* _Work instructions_:
Write out only the opening lines of the entries, through the line with "filename src/analysis/table.rs".

* _Exercise data_:
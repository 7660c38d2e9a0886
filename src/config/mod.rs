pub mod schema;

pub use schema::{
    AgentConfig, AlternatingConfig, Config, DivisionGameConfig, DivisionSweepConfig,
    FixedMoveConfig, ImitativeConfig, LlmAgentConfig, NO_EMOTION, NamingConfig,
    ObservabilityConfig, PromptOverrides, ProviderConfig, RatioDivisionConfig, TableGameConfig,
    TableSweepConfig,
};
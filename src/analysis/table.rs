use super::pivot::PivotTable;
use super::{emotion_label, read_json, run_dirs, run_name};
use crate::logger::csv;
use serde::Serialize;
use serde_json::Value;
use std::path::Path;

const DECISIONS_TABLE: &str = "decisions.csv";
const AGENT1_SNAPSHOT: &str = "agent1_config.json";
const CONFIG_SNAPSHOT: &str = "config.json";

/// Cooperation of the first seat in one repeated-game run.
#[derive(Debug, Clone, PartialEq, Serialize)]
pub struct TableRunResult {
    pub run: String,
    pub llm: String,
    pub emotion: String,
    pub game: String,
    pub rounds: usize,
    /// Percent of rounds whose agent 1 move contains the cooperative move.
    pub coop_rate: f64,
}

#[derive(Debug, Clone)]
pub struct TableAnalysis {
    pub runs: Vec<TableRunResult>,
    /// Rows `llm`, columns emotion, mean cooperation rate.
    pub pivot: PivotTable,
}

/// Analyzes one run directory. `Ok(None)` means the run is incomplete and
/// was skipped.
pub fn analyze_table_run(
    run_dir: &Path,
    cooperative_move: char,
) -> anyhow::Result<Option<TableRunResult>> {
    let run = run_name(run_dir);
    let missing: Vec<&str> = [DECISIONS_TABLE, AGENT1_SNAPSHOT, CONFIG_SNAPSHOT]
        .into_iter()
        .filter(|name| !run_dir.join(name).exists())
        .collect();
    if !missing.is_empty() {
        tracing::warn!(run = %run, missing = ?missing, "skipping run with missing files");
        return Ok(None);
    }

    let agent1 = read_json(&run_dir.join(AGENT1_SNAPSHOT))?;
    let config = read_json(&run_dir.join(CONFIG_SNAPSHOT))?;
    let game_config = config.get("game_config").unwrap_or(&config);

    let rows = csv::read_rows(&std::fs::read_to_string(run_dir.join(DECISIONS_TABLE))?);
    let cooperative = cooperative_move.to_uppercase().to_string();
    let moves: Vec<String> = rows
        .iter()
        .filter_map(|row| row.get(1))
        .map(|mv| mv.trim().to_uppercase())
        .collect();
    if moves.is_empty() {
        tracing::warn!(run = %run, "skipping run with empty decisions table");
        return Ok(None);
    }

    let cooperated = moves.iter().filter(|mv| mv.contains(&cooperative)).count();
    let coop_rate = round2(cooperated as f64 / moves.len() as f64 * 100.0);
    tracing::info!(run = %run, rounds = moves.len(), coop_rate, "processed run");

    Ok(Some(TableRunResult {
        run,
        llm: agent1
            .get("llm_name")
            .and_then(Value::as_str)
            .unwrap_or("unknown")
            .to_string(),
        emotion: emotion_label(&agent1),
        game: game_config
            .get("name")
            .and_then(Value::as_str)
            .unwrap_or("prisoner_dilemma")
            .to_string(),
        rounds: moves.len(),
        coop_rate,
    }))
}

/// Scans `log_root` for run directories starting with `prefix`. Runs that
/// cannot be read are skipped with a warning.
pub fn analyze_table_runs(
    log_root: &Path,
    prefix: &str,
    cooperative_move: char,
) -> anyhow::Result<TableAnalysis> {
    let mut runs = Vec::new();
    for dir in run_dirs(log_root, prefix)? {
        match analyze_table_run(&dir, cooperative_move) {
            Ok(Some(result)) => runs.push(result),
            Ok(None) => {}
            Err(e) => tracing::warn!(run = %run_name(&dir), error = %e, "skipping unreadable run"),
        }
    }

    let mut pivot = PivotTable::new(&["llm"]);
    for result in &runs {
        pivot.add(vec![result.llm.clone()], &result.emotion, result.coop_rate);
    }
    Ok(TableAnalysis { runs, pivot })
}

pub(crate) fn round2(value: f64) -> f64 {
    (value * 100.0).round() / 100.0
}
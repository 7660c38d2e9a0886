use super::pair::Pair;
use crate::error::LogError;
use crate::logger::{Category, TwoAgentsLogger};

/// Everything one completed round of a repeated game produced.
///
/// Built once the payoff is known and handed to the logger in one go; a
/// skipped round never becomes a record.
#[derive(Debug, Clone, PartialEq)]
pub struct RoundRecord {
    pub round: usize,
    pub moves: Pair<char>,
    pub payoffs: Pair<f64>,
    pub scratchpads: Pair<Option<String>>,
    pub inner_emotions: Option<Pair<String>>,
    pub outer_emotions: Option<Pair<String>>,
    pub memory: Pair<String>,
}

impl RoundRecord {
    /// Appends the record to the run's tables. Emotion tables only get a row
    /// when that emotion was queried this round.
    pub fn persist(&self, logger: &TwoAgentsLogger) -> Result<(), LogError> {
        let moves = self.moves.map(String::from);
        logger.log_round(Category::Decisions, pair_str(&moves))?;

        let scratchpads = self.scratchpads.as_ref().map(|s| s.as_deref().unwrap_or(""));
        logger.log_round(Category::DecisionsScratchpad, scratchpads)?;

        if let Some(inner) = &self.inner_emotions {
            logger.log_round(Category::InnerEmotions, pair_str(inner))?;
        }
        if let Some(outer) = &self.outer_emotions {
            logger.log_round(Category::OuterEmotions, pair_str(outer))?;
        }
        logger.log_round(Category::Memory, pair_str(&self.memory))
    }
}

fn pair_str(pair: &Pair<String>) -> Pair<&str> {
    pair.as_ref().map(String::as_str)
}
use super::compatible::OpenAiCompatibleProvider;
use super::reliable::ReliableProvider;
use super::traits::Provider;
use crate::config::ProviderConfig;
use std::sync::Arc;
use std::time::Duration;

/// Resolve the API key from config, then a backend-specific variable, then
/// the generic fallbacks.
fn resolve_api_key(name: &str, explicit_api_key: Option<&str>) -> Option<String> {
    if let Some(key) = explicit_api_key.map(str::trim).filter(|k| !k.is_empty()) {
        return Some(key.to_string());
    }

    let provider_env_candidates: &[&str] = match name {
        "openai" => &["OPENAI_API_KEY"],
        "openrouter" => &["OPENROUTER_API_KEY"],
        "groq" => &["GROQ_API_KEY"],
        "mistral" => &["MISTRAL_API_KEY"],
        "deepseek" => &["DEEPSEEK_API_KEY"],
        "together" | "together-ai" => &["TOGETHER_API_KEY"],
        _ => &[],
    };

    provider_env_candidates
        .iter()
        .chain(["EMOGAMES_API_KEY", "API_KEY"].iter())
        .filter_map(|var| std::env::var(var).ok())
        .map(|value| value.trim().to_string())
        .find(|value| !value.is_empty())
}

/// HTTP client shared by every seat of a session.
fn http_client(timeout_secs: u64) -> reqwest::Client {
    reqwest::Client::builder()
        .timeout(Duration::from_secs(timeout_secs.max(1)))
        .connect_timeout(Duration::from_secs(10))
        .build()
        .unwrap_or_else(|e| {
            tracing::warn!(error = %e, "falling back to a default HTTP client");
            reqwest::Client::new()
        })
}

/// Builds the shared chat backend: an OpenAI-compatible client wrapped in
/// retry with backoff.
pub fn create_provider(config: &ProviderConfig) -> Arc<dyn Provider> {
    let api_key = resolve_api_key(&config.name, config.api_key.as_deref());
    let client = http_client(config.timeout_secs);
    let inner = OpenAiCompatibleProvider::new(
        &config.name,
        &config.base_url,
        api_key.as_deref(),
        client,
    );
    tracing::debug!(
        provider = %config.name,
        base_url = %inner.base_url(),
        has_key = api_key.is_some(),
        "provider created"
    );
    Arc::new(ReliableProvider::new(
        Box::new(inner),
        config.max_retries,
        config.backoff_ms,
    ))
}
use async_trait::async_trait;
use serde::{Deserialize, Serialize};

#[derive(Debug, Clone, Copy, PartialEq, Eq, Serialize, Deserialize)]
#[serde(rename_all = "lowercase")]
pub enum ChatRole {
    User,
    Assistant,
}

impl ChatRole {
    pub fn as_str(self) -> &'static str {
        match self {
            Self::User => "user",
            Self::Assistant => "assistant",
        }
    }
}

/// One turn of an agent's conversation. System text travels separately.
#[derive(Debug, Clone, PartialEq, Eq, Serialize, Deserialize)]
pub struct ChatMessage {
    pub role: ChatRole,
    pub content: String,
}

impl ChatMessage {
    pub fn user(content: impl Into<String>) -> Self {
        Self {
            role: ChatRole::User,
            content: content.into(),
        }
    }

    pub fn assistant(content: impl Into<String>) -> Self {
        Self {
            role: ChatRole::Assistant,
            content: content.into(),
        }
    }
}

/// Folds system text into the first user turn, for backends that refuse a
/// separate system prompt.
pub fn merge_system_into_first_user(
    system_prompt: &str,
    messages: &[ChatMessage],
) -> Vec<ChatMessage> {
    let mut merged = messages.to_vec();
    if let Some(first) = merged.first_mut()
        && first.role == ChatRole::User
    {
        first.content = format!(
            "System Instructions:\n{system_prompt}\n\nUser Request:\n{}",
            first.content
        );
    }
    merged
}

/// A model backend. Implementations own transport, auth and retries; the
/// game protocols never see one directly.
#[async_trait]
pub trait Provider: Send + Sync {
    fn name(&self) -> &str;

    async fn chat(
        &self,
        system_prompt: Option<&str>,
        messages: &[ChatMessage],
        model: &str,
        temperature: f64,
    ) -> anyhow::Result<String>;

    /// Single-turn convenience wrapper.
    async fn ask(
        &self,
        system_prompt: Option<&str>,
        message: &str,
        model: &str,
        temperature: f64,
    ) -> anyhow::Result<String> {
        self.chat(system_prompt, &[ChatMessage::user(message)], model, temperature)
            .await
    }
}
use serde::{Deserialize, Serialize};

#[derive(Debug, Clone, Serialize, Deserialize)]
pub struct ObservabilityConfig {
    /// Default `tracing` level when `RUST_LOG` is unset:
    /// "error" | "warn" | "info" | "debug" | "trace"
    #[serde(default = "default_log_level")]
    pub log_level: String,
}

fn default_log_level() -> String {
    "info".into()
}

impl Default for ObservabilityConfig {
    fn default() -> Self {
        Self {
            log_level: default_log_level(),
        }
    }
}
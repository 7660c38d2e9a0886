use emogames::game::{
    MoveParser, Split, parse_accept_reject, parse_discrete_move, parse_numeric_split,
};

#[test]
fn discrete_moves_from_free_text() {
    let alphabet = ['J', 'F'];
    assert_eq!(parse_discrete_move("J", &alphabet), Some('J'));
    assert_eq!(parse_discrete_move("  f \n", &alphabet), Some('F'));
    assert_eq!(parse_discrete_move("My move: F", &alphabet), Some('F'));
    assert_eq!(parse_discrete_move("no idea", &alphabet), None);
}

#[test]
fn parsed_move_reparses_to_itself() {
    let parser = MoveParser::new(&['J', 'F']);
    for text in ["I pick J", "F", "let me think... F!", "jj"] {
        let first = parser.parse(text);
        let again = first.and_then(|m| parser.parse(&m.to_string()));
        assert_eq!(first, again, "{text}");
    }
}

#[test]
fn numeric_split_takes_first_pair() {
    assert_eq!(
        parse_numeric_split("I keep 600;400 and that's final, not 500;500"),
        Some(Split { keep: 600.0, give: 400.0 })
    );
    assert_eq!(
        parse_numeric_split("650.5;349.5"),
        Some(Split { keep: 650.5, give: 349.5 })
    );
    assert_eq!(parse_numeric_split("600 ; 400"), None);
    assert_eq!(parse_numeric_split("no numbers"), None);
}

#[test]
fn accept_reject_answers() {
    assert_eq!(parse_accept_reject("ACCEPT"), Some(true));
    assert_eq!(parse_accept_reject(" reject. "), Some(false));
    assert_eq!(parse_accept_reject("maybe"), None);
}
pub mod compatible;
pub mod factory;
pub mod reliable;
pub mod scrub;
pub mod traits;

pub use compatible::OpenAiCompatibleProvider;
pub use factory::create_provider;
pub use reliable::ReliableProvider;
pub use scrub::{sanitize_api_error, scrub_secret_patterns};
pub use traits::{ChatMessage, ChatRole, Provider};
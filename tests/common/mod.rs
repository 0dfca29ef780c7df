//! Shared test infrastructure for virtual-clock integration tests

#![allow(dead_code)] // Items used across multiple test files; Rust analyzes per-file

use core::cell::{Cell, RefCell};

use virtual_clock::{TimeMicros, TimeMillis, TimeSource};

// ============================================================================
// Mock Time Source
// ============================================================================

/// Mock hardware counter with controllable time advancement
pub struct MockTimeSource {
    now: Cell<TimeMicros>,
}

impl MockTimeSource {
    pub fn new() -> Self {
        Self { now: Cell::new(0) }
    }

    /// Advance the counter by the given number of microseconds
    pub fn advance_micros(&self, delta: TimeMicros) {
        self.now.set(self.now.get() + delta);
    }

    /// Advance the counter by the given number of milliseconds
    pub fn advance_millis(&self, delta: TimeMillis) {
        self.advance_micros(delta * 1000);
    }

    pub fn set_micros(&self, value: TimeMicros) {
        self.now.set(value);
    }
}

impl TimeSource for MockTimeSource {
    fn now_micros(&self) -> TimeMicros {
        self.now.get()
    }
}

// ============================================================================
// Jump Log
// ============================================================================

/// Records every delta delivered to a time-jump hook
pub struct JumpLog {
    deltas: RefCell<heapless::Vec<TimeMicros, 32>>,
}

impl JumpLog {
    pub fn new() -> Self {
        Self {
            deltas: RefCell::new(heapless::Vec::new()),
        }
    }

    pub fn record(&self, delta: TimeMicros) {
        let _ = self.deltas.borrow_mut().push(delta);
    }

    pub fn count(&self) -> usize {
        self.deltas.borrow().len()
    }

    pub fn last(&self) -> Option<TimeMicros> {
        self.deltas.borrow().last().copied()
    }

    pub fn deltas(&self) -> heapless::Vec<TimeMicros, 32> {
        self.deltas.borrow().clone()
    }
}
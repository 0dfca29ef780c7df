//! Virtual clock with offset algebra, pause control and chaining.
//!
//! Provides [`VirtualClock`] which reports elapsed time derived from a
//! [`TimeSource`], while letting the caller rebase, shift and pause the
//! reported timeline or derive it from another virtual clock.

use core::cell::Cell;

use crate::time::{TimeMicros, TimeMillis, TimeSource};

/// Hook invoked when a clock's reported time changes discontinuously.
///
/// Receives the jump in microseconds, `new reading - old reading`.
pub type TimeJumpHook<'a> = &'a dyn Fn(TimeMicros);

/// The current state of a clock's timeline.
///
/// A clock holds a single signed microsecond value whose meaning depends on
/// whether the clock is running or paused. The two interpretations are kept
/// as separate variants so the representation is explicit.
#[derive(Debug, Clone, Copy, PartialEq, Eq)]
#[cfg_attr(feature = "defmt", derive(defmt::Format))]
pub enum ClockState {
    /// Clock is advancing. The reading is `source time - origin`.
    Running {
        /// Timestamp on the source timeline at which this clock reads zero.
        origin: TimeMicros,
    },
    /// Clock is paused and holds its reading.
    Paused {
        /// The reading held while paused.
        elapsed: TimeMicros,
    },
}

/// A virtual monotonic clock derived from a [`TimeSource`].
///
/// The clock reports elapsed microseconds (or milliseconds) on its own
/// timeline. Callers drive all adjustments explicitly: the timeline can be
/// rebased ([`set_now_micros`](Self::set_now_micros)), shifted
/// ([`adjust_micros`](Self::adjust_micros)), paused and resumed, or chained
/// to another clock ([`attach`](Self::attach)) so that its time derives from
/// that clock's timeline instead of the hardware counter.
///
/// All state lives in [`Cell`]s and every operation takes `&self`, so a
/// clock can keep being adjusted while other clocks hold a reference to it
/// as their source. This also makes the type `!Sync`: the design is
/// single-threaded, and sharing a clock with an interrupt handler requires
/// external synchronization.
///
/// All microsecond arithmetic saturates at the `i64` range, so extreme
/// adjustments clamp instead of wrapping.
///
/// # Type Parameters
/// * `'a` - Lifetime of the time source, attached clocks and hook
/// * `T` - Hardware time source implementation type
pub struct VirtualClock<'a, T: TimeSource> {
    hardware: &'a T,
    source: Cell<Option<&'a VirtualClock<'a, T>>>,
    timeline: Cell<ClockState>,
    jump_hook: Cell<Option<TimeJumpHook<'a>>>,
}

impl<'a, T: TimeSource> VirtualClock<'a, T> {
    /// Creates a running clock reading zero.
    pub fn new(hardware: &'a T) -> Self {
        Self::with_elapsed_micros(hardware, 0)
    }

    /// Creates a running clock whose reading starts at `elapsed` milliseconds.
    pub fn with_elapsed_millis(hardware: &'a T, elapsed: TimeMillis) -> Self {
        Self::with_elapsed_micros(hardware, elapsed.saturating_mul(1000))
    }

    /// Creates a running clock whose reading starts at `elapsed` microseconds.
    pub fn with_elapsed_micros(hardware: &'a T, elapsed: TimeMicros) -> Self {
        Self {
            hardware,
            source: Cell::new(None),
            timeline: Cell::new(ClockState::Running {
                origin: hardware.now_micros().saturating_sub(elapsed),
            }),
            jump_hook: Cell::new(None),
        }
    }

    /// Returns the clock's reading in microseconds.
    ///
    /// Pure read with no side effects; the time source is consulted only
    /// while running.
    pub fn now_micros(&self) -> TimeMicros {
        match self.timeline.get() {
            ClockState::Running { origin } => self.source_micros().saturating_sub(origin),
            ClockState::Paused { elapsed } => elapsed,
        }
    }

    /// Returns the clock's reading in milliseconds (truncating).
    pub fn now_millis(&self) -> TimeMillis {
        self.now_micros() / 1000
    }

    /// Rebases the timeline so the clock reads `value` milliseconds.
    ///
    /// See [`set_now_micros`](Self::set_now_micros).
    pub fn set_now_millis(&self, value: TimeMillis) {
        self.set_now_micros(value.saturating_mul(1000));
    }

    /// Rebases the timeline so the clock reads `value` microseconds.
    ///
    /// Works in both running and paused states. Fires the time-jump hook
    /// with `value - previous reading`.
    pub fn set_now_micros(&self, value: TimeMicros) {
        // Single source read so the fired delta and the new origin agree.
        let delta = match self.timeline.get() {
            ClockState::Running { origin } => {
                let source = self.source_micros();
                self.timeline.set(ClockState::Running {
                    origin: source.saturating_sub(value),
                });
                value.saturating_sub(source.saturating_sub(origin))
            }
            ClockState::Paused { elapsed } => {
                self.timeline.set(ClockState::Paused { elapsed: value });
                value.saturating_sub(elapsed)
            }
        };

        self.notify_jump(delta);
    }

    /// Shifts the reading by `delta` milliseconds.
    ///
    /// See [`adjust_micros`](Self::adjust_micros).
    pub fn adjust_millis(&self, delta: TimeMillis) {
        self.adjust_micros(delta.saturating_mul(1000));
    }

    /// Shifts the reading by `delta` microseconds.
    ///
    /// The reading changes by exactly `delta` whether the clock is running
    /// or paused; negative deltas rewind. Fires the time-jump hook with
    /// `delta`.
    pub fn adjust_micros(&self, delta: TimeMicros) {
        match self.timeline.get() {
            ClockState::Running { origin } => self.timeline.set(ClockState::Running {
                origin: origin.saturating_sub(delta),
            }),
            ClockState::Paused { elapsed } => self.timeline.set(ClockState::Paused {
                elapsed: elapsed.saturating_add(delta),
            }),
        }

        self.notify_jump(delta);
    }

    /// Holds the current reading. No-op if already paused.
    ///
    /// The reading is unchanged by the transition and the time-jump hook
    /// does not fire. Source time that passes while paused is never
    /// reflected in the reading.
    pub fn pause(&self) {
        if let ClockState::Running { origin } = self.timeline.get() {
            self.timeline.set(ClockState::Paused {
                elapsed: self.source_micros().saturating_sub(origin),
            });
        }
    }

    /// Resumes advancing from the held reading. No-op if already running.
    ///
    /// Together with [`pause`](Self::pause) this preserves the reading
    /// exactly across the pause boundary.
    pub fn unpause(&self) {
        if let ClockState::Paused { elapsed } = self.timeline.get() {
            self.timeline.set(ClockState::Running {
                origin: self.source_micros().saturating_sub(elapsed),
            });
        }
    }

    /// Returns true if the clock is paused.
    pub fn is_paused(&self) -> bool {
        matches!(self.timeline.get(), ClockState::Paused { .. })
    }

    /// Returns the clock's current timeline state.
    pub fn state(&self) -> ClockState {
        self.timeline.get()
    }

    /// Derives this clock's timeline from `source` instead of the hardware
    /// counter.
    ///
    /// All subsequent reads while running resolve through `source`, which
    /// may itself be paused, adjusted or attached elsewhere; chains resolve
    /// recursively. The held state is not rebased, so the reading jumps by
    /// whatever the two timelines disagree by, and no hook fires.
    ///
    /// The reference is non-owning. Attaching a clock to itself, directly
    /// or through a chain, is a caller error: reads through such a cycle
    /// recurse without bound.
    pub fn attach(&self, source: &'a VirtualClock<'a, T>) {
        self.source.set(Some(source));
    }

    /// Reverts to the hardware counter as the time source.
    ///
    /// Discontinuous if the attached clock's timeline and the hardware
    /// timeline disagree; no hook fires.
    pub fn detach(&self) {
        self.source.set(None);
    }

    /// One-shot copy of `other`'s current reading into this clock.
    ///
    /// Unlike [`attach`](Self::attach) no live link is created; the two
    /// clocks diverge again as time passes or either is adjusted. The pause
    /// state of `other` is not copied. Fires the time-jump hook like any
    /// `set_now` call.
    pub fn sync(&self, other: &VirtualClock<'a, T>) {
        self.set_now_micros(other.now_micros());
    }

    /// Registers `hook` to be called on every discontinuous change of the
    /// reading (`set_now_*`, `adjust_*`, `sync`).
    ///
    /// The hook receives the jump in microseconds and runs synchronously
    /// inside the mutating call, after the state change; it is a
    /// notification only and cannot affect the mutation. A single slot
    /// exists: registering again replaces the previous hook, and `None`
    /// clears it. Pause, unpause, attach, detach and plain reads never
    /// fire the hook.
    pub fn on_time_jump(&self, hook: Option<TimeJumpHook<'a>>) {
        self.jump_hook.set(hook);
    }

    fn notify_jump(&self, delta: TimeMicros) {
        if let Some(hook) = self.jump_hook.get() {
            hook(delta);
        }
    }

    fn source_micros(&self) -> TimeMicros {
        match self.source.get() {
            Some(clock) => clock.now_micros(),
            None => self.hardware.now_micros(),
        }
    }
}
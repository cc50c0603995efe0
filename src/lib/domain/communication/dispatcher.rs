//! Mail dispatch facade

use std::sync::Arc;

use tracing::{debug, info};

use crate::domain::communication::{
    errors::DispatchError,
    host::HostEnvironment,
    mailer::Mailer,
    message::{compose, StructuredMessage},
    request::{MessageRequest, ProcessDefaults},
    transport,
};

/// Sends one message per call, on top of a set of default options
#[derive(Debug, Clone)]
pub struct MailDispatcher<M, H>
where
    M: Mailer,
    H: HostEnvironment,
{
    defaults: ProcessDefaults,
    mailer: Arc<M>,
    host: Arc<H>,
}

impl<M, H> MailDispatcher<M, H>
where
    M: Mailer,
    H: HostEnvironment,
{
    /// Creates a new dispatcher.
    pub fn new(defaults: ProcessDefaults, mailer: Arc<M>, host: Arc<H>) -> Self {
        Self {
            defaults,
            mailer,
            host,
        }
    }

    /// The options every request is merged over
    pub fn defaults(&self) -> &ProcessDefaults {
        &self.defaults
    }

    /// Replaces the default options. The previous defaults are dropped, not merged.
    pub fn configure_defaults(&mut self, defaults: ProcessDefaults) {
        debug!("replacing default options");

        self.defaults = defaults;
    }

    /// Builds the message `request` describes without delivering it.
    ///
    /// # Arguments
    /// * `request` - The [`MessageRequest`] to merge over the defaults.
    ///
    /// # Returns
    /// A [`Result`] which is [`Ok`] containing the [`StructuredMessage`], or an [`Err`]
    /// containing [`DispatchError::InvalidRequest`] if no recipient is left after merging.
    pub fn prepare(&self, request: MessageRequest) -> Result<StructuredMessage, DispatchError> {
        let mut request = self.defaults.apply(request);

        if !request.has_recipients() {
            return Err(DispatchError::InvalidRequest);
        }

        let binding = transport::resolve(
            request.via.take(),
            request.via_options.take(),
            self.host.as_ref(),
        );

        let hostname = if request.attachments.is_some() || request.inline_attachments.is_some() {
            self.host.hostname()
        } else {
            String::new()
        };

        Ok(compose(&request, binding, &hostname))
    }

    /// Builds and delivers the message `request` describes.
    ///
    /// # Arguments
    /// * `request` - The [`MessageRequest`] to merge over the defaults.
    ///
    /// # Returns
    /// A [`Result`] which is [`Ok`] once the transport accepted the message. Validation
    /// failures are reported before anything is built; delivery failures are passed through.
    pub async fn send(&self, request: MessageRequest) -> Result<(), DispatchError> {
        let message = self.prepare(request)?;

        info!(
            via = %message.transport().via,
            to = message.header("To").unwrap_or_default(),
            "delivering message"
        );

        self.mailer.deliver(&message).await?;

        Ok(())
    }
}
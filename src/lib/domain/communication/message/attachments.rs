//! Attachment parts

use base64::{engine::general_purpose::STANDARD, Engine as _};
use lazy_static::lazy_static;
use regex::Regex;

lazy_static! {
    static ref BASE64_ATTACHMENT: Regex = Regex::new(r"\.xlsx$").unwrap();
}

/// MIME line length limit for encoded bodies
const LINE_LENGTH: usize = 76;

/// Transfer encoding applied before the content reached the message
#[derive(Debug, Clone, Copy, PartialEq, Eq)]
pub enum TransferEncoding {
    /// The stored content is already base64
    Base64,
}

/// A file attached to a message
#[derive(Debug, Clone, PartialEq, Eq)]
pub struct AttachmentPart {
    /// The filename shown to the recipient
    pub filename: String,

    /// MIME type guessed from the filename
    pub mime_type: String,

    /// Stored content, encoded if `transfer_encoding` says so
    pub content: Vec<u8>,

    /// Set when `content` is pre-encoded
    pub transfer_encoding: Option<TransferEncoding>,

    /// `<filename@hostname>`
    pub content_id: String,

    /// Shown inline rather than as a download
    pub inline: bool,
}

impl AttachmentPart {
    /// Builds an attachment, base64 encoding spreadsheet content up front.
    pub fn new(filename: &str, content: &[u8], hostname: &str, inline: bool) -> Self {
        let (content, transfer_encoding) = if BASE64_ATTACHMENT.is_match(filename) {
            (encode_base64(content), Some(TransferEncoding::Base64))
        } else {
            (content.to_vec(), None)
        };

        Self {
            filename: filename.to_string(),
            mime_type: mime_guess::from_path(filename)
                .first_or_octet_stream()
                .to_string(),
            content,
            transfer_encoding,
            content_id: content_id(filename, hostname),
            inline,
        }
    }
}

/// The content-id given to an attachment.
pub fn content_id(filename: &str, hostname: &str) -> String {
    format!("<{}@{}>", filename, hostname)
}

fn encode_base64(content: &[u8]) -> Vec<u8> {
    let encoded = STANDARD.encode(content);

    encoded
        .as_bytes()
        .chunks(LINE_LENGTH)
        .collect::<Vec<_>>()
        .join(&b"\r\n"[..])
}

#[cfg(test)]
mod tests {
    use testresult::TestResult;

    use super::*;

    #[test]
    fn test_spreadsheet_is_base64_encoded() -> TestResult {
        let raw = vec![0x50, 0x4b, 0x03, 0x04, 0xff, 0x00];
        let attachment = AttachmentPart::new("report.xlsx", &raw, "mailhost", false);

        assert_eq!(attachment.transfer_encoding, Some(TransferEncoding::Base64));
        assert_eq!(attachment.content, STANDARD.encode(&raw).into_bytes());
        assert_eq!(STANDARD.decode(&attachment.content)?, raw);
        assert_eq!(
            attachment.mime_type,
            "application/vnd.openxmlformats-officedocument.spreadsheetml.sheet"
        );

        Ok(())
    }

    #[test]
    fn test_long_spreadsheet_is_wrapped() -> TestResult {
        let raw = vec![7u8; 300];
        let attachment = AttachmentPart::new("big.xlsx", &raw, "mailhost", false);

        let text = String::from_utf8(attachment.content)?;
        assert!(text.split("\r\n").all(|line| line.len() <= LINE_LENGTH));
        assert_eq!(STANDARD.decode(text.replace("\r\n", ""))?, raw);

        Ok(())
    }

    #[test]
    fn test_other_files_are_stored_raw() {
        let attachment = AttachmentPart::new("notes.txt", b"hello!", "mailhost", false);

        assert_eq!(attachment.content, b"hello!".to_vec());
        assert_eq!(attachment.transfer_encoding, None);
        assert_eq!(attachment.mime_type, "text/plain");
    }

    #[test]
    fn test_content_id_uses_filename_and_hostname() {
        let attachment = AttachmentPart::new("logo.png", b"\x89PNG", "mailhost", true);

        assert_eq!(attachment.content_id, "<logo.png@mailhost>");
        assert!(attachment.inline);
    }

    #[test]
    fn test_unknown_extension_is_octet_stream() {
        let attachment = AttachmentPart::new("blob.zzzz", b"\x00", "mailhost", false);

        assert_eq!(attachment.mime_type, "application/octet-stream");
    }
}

* _Solution_:
repository 7660c38d2e9a0886
filename src/config/mod.rs
pub mod schema;

pub use schema::{
    AgentConfig, AlternatingConfig, Config, DivisionGameConfig, DivisionSweepConfig,
    FixedMoveConfig, ImitativeConfig, LlmAgentConfig, NO_EMOTION, NamingConfig,
    ObservabilityConfig, PromptOverrides, ProviderConfig, RatioDivisionConfig, TableGameConfig,
    TableSweepConfig,
};
filename src/analysis/table.rs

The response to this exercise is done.